To do →
Set down the material exactly as given, please, from its first line through the line that includes "the status is".

--- Study material Enclosed Below ---

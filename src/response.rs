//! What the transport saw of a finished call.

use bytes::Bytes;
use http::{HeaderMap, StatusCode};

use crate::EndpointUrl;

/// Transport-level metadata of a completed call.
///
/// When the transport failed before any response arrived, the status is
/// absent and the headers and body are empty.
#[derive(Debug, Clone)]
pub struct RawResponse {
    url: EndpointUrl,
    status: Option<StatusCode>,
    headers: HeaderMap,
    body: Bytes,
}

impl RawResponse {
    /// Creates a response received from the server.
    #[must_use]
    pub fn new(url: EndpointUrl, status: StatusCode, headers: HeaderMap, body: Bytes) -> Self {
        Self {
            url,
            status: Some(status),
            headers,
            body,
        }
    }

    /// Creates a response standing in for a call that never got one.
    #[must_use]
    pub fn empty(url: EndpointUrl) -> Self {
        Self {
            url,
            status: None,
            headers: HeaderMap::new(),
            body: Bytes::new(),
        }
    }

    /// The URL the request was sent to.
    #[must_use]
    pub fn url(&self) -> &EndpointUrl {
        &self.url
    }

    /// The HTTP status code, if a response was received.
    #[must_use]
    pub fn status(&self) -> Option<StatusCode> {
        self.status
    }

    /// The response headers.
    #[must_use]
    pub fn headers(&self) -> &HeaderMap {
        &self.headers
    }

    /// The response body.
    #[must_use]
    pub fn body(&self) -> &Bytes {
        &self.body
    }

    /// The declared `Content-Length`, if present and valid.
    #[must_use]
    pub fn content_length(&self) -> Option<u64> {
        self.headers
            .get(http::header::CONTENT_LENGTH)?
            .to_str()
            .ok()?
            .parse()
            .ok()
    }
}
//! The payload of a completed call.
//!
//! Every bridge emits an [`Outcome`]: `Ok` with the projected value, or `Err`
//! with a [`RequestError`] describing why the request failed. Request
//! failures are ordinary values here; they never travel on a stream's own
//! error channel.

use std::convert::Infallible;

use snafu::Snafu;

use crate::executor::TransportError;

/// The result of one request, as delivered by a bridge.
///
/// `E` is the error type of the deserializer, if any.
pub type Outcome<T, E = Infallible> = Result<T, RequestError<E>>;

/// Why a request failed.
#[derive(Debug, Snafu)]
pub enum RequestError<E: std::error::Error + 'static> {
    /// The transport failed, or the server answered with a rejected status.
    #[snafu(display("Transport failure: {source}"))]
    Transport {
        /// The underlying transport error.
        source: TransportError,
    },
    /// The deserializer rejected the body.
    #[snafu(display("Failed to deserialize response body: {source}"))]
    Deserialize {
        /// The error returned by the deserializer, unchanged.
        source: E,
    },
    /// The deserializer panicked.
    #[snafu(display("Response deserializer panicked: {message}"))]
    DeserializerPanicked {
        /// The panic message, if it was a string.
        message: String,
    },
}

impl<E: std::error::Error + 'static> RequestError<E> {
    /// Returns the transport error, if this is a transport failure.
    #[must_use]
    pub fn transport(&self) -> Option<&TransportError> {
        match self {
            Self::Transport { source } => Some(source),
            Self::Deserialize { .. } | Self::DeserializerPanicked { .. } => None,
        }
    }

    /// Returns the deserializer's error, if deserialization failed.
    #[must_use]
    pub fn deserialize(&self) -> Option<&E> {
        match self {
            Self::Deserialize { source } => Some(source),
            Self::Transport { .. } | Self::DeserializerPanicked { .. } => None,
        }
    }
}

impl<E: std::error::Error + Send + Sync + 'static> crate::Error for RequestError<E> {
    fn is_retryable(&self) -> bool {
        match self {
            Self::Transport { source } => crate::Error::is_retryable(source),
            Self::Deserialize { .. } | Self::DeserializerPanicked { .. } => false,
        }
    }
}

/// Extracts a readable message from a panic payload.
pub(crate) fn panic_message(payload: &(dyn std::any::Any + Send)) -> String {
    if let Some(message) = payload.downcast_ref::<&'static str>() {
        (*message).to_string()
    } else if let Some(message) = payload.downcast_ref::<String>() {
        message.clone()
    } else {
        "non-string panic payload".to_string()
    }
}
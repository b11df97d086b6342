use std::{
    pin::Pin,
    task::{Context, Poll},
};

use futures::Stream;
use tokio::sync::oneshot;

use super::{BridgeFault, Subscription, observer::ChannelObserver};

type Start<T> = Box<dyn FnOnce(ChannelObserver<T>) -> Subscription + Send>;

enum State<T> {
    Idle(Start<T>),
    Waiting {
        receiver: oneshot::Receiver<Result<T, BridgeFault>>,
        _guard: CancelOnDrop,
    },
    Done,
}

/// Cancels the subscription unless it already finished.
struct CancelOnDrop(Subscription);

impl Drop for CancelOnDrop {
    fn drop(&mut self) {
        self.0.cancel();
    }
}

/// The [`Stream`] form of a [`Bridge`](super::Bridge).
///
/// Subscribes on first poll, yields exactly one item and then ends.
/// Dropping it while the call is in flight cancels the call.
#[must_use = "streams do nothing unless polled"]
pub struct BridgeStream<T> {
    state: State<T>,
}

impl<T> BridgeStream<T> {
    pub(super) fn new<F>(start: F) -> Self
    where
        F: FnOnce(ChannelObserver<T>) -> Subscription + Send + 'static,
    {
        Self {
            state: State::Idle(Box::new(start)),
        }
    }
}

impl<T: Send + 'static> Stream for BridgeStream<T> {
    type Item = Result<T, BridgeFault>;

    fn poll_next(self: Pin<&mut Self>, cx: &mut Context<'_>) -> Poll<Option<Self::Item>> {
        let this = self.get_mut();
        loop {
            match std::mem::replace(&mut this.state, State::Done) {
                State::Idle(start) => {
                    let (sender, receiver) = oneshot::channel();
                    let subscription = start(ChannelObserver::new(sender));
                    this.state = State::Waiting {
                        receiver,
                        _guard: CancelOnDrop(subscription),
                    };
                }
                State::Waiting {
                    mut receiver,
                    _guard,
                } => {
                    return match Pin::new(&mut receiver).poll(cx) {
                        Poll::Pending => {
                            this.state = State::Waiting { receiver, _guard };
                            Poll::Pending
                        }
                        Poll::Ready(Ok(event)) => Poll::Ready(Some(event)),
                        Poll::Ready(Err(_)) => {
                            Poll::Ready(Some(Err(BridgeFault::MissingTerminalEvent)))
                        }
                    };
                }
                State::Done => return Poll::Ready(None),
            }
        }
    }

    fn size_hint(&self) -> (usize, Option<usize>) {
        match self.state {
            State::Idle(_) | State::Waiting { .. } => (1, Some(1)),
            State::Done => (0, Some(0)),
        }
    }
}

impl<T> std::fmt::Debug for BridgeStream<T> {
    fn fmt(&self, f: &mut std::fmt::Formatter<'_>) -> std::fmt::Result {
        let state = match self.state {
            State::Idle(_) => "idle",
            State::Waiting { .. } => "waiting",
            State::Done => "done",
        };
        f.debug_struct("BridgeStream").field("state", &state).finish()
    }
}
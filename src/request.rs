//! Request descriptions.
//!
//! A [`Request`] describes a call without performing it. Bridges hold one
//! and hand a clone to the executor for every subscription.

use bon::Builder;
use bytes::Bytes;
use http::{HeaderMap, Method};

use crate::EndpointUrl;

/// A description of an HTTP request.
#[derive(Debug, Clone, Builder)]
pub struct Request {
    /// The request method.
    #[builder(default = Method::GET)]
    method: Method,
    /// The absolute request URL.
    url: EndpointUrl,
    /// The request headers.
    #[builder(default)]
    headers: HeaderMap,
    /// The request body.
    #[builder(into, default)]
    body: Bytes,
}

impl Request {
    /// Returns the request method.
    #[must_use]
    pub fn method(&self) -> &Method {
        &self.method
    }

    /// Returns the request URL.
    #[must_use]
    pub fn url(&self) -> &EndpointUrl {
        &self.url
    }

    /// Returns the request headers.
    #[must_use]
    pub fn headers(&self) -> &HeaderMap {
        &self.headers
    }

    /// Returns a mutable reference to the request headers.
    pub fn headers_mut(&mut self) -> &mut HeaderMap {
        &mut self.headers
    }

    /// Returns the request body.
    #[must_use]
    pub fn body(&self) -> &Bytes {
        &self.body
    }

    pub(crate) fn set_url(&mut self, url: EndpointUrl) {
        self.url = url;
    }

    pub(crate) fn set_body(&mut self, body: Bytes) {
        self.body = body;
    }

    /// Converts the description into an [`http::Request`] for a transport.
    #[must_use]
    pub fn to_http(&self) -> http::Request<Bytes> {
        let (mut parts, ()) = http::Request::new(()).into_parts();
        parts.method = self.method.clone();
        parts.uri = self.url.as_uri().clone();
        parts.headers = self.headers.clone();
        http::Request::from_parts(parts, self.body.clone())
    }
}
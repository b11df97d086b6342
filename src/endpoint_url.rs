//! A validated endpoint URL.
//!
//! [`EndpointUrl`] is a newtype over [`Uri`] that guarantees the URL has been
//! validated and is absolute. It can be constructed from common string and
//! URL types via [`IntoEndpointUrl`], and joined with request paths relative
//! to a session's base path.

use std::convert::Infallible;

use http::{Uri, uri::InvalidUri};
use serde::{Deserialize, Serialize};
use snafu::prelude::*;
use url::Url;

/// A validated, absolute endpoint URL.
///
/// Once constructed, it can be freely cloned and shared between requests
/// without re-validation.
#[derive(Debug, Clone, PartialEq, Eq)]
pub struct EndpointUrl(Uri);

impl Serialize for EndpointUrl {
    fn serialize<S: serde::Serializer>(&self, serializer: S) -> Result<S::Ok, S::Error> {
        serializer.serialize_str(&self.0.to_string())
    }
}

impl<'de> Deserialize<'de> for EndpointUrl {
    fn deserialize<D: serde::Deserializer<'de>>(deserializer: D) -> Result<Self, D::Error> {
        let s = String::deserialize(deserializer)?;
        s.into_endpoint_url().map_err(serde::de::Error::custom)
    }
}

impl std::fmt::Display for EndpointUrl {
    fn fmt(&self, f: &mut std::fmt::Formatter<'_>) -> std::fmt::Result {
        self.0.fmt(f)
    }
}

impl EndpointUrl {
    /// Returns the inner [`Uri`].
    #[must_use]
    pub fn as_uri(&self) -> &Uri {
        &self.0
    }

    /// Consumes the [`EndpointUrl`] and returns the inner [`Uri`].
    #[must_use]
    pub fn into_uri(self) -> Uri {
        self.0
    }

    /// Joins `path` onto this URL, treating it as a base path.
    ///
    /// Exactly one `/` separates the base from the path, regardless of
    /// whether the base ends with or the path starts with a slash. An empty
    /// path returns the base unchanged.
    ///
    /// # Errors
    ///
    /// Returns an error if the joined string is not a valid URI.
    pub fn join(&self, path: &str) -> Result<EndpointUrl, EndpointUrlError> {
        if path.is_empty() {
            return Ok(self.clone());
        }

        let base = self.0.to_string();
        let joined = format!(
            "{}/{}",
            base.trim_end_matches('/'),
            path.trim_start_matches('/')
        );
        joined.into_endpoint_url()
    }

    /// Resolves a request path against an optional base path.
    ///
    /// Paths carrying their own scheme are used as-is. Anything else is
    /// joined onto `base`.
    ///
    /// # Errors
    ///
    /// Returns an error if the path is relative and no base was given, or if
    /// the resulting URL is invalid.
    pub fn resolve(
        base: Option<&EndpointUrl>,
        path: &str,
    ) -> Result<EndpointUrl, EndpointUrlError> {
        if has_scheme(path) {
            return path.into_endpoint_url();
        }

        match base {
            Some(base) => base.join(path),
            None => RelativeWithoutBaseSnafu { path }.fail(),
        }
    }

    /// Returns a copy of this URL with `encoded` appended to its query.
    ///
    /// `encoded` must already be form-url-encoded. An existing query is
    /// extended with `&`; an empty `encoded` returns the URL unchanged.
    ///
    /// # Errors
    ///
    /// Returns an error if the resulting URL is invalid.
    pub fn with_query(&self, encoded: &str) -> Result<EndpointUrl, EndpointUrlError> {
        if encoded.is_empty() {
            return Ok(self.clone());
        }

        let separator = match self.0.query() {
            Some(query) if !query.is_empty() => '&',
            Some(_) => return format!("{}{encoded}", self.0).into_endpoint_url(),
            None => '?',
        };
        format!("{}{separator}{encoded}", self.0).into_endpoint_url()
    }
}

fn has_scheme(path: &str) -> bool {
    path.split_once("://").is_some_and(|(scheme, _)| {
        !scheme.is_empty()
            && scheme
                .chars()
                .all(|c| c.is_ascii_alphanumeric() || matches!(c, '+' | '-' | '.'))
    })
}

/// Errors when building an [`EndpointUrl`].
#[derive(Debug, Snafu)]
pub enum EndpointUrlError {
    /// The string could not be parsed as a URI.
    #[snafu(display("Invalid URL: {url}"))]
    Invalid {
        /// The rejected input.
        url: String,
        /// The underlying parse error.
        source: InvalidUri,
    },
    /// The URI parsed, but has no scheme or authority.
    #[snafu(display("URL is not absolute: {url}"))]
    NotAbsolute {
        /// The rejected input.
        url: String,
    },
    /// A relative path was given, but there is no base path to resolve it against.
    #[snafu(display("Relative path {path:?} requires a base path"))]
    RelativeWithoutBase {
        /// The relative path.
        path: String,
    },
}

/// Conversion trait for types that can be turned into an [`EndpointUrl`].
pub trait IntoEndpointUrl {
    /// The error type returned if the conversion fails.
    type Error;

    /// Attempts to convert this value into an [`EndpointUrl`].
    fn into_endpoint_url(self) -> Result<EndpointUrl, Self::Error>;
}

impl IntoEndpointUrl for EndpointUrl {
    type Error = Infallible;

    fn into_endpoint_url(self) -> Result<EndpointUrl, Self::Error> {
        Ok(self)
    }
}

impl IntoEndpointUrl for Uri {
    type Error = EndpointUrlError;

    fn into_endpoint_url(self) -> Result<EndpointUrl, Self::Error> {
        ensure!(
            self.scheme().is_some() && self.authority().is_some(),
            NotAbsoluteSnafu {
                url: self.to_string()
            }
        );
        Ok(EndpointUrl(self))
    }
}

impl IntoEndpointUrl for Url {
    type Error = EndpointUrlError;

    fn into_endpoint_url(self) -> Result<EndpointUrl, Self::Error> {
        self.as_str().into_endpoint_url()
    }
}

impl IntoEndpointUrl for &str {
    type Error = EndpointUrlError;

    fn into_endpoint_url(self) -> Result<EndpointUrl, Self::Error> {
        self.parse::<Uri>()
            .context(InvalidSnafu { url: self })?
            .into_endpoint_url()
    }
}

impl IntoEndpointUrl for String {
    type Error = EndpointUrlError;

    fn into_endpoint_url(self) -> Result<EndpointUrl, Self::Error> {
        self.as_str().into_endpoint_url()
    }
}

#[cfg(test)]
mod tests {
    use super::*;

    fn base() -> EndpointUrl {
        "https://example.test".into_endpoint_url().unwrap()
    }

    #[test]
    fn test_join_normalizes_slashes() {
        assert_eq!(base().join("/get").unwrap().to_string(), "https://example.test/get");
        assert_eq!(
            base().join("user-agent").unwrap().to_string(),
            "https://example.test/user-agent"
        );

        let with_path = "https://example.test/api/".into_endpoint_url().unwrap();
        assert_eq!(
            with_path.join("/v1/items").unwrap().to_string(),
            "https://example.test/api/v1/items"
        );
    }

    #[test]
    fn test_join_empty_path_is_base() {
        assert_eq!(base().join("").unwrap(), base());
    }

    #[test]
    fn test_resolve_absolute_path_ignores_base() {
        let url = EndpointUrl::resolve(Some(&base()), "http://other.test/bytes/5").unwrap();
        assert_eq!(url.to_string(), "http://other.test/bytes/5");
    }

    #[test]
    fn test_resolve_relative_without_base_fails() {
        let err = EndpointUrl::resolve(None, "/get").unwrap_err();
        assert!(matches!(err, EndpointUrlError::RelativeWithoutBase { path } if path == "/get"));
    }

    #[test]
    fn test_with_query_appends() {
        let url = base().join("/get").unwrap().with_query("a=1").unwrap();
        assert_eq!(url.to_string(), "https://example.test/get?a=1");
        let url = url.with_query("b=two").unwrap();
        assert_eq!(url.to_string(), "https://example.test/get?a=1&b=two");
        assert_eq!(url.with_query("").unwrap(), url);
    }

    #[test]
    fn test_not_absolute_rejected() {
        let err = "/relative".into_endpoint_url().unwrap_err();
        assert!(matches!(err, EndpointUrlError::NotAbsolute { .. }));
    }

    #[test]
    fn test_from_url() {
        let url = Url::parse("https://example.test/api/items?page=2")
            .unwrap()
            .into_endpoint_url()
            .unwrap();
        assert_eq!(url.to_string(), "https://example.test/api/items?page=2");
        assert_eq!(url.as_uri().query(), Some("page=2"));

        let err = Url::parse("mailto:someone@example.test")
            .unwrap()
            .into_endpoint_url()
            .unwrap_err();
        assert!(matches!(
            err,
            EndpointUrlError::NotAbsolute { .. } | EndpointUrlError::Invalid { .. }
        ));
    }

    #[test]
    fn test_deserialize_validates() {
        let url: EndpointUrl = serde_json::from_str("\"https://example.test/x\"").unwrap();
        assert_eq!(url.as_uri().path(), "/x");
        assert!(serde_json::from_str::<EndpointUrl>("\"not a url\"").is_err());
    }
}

--- End of Enclosed Study material ---

Written solution →
filename src/response.rs
//! What the transport saw of a finished call.

use bytes::Bytes;
use http::{HeaderMap, StatusCode};

use crate::EndpointUrl;

/// Transport-level metadata of a completed call.
///
/// When the transport failed before any response arrived, the status is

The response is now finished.